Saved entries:
--- START ---
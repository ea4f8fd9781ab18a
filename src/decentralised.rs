//! The decentralised variant: the single-responder pipeline with its
//! `transfers` working set externalised to a [`StateManager`], so that
//! multiple engine processes can share the same in-flight set.

use std::collections::HashMap;
use std::future::Future;
use std::pin::Pin;
use std::sync::Arc;

use futures_util::stream::{FuturesUnordered, StreamExt};
use tokio::sync::mpsc;
use tokio::task::JoinHandle;
use tracing::{debug, instrument, trace};

use crate::adapter::{AdapterError, Initiator, LedgerType, Responder, StateManager};
use crate::control::{Control, EngineHandle};
use crate::error::{ConstructionError, EngineError};
use crate::transfer::{
    AbortResult, CommitResult, ErrorCode, Payload, SendResult, Status, Transfer, TransferResult,
};
use crate::util::Running;

const DEFAULT_CONTROL_CHAN_BUF: usize = 16;

/// Builder for [`DecentralisedEngine`].
#[derive(Debug, Clone)]
pub struct Builder {
    /// Buffer size of the control channel used to signal `stop()`.
    pub control_buffer: usize,
}

impl Default for Builder {
    fn default() -> Self {
        Self {
            control_buffer: DEFAULT_CONTROL_CHAN_BUF,
        }
    }
}

impl Builder {
    /// Start building a [`DecentralisedEngine`] with the default control-channel buffer size.
    pub fn new() -> Self {
        Self::default()
    }

    /// Buffer size of the control channel used to signal `stop()`.
    pub fn control_buffer(mut self, control_buffer: usize) -> Self {
        self.control_buffer = control_buffer;
        self
    }

    /// Construct the engine and its handle.
    pub fn build(
        self,
        initiator: Arc<dyn Initiator>,
        responder: Arc<dyn Responder>,
        state_manager: Arc<dyn StateManager>,
    ) -> Result<(DecentralisedEngine, EngineHandle), ConstructionError> {
        if self.control_buffer == 0 {
            return Err(ConstructionError::InvalidBufferSize);
        }
        let (tx, rx) = mpsc::channel(self.control_buffer);
        let engine = DecentralisedEngine {
            initiator,
            responder,
            state_manager,
            control: rx,
            transfers: HashMap::new(),
            send_futures: FuturesUnordered::new(),
            confirm_futures: FuturesUnordered::new(),
            results_commit: Vec::new(),
            results_abort: Vec::new(),
        };
        Ok((engine, EngineHandle { control: tx }))
    }
}

type SendFuture = Pin<Box<dyn Future<Output = (String, Result<SendResult, AdapterError>)> + Send>>;
type ConfirmFuture =
    Pin<Box<dyn Future<Output = (String, Result<ConfirmOutcome, AdapterError>)> + Send>>;

enum ConfirmOutcome {
    Commit(CommitResult),
    Abort(AbortResult),
}

/// Drives the same `READY -> SENT -> RESPONDED -> CONFIRMING -> FINALIZED`
/// pipeline as [`Engine`](crate::Engine), but every status transition is
/// mirrored out to a [`StateManager`] and the working set is refilled from
/// it rather than owned outright (see [`StateManager::receive_entry_events`]).
pub struct DecentralisedEngine {
    initiator: Arc<dyn Initiator>,
    responder: Arc<dyn Responder>,
    state_manager: Arc<dyn StateManager>,
    control: mpsc::Receiver<Control>,

    transfers: HashMap<String, Transfer>,
    send_futures: FuturesUnordered<SendFuture>,
    confirm_futures: FuturesUnordered<ConfirmFuture>,

    results_commit: Vec<TransferResult>,
    results_abort: Vec<TransferResult>,
}

impl std::fmt::Debug for DecentralisedEngine {
    fn fmt(&self, f: &mut std::fmt::Formatter<'_>) -> std::fmt::Result {
        f.debug_struct("DecentralisedEngine")
            .field("transfers", &self.transfers.len())
            .finish()
    }
}

impl DecentralisedEngine {
    /// Wrap a single-responder pipeline around a shared [`StateManager`], with
    /// a default-sized control channel. Use [`DecentralisedEngine::builder`]
    /// to customise it.
    pub fn new(
        initiator: Arc<dyn Initiator>,
        responder: Arc<dyn Responder>,
        state_manager: Arc<dyn StateManager>,
    ) -> (Self, EngineHandle) {
        Builder::default()
            .build(initiator, responder, state_manager)
            .expect("default control buffer is non-zero")
    }

    /// Start building a [`DecentralisedEngine`] with a non-default control-channel buffer size.
    pub fn builder() -> Builder {
        Builder::new()
    }

    /// Result records for every transfer that committed, in finalisation order.
    pub fn results_commit(&self) -> &[TransferResult] {
        &self.results_commit
    }

    /// Result records for every transfer that aborted, in finalisation order.
    pub fn results_abort(&self) -> &[TransferResult] {
        &self.results_abort
    }

    /// Spawn the event loop onto its own task.
    ///
    /// The returned handle resolves to the engine itself once stopped, so
    /// its `results_commit()`/`results_abort()` logs remain reachable after
    /// the loop exits.
    pub fn spawn(self) -> JoinHandle<Result<Self, EngineError>> {
        tokio::spawn(self.run())
    }

    /// Drive the event loop until [`EngineHandle::stop`] is called, then
    /// return the engine itself so its result logs can be inspected.
    #[instrument(name = "DecentralisedEngine::run", skip(self))]
    pub async fn run(mut self) -> Result<Self, EngineError> {
        loop {
            let running = tokio::select! {
                events = self.initiator.listen_for_events() => self.receive(events).await?,
                result = self.send_futures.next(), if !self.send_futures.is_empty() => {
                    self.transfer_result(result).await?
                }
                result = self.confirm_futures.next(), if !self.confirm_futures.is_empty() => {
                    self.confirm_transfer(result).await?
                }
                control = self.control.recv() => self.on_control(control),
            };

            self.send_transfer().await;
            self.process_result().await;
            self.cleanup();

            if running == Running::Stop {
                break;
            }
        }

        self.transfers.clear();
        debug!("Stopped");
        Ok(self)
    }

    fn on_control(&mut self, control: Option<Control>) -> Running {
        match control {
            Some(Control::Stop) | None => Running::Stop,
        }
    }

    /// Trigger: admit every freshly observed event, create its entry at the
    /// state layer, claim the send leg, then refill from every entry the
    /// store reports as `READY` (which may include entries created by a
    /// peer engine instance).
    #[instrument(skip(self, events))]
    async fn receive(
        &mut self,
        events: Result<Vec<Payload>, AdapterError>,
    ) -> Result<Running, EngineError> {
        let payloads = events.map_err(|source| EngineError::Adapter {
            nonce: String::new(),
            source,
        })?;

        for payload in payloads {
            let id = payload.id.clone();
            let transfer = Transfer::admit(payload);

            if !self.state_manager.create_entry(&id, &transfer).await {
                trace!(id = %id, "duplicate id, dropped at create_entry");
                continue;
            }

            // Per dil.py: acceptance is signalled unconditionally for every
            // entry create_entry accepts; a `StateManager` that wants real
            // filtering applies it inside `signal_send_acceptance` itself.
            if !self.state_manager.signal_send_acceptance(&id).await {
                trace!(id = %id, "lost the send-acceptance race to a peer");
                continue;
            }
        }

        for transfer in self.state_manager.receive_entry_events(Status::Ready).await {
            self.transfers.insert(transfer.payload.nonce.clone(), transfer);
        }

        Ok(Running::Continue)
    }

    /// Action: every `READY` transfer transitions to `SENT`, launches
    /// `send_data`, and mirrors the transition out to the state manager.
    #[instrument(skip(self))]
    async fn send_transfer(&mut self) {
        let ready: Vec<String> = self
            .transfers
            .values()
            .filter(|t| t.status == Status::Ready)
            .map(|t| t.payload.nonce.clone())
            .collect();

        for nonce in ready {
            let transfer = self.transfers.get_mut(&nonce).expect("ready transfer exists");
            transfer.status = Status::Sent;
            let id = transfer.payload.id.clone();
            let data = transfer.payload.data.clone();
            let responder = self.responder.clone();
            trace!(nonce = %nonce, "send_data");
            self.send_futures.push(Box::pin(async move {
                let result = responder.send_data(&nonce, &data).await;
                (nonce, result)
            }));
            self.state_manager.update_entry(&id, Status::Sent, None).await;
        }
    }

    /// Trigger: store the result of the first completed `send_data` call,
    /// mirror the transition out to the state manager, then refill from
    /// every entry the store reports as `RESPONDED` (which may include
    /// entries a peer engine instance produced), the same pull-after-push
    /// this engine already does for `READY` in `receive`.
    ///
    /// An `Err` here means the responder broke its contract; the engine
    /// aborts the run rather than leaving the transfer parked at `SENT`
    /// forever.
    #[instrument(skip(self, completed))]
    async fn transfer_result(
        &mut self,
        completed: Option<(String, Result<SendResult, AdapterError>)>,
    ) -> Result<Running, EngineError> {
        if let Some((nonce, outcome)) = completed {
            match outcome {
                Ok(result) => {
                    if let Some(transfer) = self.transfers.get_mut(&nonce) {
                        let id = transfer.payload.id.clone();
                        trace!(nonce = %nonce, status = result.status, "responded");
                        transfer.result = Some(result);
                        transfer.status = Status::Responded;
                        self.state_manager
                            .update_entry(&id, Status::Responded, Some(transfer))
                            .await;
                    }
                }
                Err(source) => {
                    tracing::error!(nonce = %nonce, error = %source, "responder violated its contract");
                    return Err(EngineError::Adapter { nonce, source });
                }
            }
        }

        for transfer in self.state_manager.receive_entry_events(Status::Responded).await {
            self.transfers.insert(transfer.payload.nonce.clone(), transfer);
        }

        Ok(Running::Continue)
    }

    /// Action: every `RESPONDED` transfer transitions to `CONFIRMING`,
    /// launches the appropriate commit or abort, and mirrors the transition
    /// out to the state manager.
    #[instrument(skip(self))]
    async fn process_result(&mut self) {
        let responded: Vec<String> = self
            .transfers
            .values()
            .filter(|t| t.status == Status::Responded)
            .map(|t| t.payload.nonce.clone())
            .collect();

        for nonce in responded {
            let transfer = self.transfers.get_mut(&nonce).expect("responded transfer exists");
            let result = transfer.result.clone().expect("RESPONDED transfer always has a result");
            transfer.status = Status::Confirming;

            let id = transfer.payload.id.clone();
            let initiator = self.initiator.clone();

            if result.status {
                let commit_data = match self.responder.ledger_type() {
                    LedgerType::Ksi => Some(result.tx_hash.as_bytes().to_vec()),
                    _ => None,
                };
                trace!(nonce = %nonce, "commit_sending");
                self.confirm_futures.push(Box::pin(async move {
                    let outcome = initiator
                        .commit_sending(&id, commit_data)
                        .await
                        .map(ConfirmOutcome::Commit);
                    (nonce, outcome)
                }));
            } else {
                trace!(nonce = %nonce, "abort_sending");
                self.confirm_futures.push(Box::pin(async move {
                    let outcome = initiator
                        .abort_sending(&id, ErrorCode::TransactionFailure)
                        .await
                        .map(ConfirmOutcome::Abort);
                    (nonce, outcome)
                }));
            }

            self.state_manager.update_entry(&id, Status::Confirming, None).await;
        }
    }

    /// Trigger: finalize the first completed `commit_sending`/`abort_sending`
    /// call and mirror the transition out to the state manager.
    ///
    /// An `Err` here means the initiator broke its contract; the engine
    /// aborts the run rather than leaving the transfer parked at
    /// `CONFIRMING` forever.
    #[instrument(skip(self, completed))]
    async fn confirm_transfer(
        &mut self,
        completed: Option<(String, Result<ConfirmOutcome, AdapterError>)>,
    ) -> Result<Running, EngineError> {
        if let Some((nonce, outcome)) = completed {
            match outcome {
                Ok(ConfirmOutcome::Commit(commit)) => {
                    if let Some(transfer) = self.transfers.get_mut(&nonce) {
                        let send = transfer.result.clone().expect("committed transfer has a result");
                        transfer.status = Status::Finalized;
                        let id = transfer.payload.id.clone();
                        trace!(nonce = %nonce, "finalized (commit)");
                        self.state_manager
                            .update_entry(&id, Status::Finalized, Some(transfer))
                            .await;
                        self.results_commit.push(TransferResult {
                            nonce,
                            id,
                            send,
                            commit: Some(commit),
                            abort: None,
                        });
                    }
                }
                Ok(ConfirmOutcome::Abort(abort)) => {
                    if let Some(transfer) = self.transfers.get_mut(&nonce) {
                        let send = transfer.result.clone().expect("aborted transfer has a result");
                        transfer.status = Status::Finalized;
                        let id = transfer.payload.id.clone();
                        trace!(nonce = %nonce, "finalized (abort)");
                        self.state_manager
                            .update_entry(&id, Status::Finalized, Some(transfer))
                            .await;
                        self.results_abort.push(TransferResult {
                            nonce,
                            id,
                            send,
                            commit: None,
                            abort: Some(abort),
                        });
                    }
                }
                Err(source) => {
                    tracing::error!(nonce = %nonce, error = %source, "initiator violated its contract");
                    return Err(EngineError::Adapter { nonce, source });
                }
            }
        }
        Ok(Running::Continue)
    }

    /// Drop every `FINALIZED` transfer from the local working set (the
    /// state manager retains its own copy of the finalized entry).
    fn cleanup(&mut self) {
        self.transfers.retain(|_, t| t.status != Status::Finalized);
    }
}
--- END ---
— Aim of the exercise —
From the records above, transcribe exactly the run of lines that opens with the line holding "abort, and mirrors the transition" and closes with the line holding "initiator broke its contract; the engine", both included.

— Task answer —
    /// launches the appropriate commit or abort, and mirrors the transition
    /// out to the state manager.
    #[instrument(skip(self))]
    async fn process_result(&mut self) {
        let responded: Vec<String> = self
            .transfers
            .values()
            .filter(|t| t.status == Status::Responded)
            .map(|t| t.payload.nonce.clone())
            .collect();

        for nonce in responded {
            let transfer = self.transfers.get_mut(&nonce).expect("responded transfer exists");
            let result = transfer.result.clone().expect("RESPONDED transfer always has a result");
            transfer.status = Status::Confirming;

            let id = transfer.payload.id.clone();
            let initiator = self.initiator.clone();

            if result.status {
                let commit_data = match self.responder.ledger_type() {
                    LedgerType::Ksi => Some(result.tx_hash.as_bytes().to_vec()),
                    _ => None,
                };
                trace!(nonce = %nonce, "commit_sending");
                self.confirm_futures.push(Box::pin(async move {
                    let outcome = initiator
                        .commit_sending(&id, commit_data)
                        .await
                        .map(ConfirmOutcome::Commit);
                    (nonce, outcome)
                }));
            } else {
                trace!(nonce = %nonce, "abort_sending");
                self.confirm_futures.push(Box::pin(async move {
                    let outcome = initiator
                        .abort_sending(&id, ErrorCode::TransactionFailure)
                        .await
                        .map(ConfirmOutcome::Abort);
                    (nonce, outcome)
                }));
            }

            self.state_manager.update_entry(&id, Status::Confirming, None).await;
        }
    }

    /// Trigger: finalize the first completed `commit_sending`/`abort_sending`
    /// call and mirror the transition out to the state manager.
    ///
    /// An `Err` here means the initiator broke its contract; the engine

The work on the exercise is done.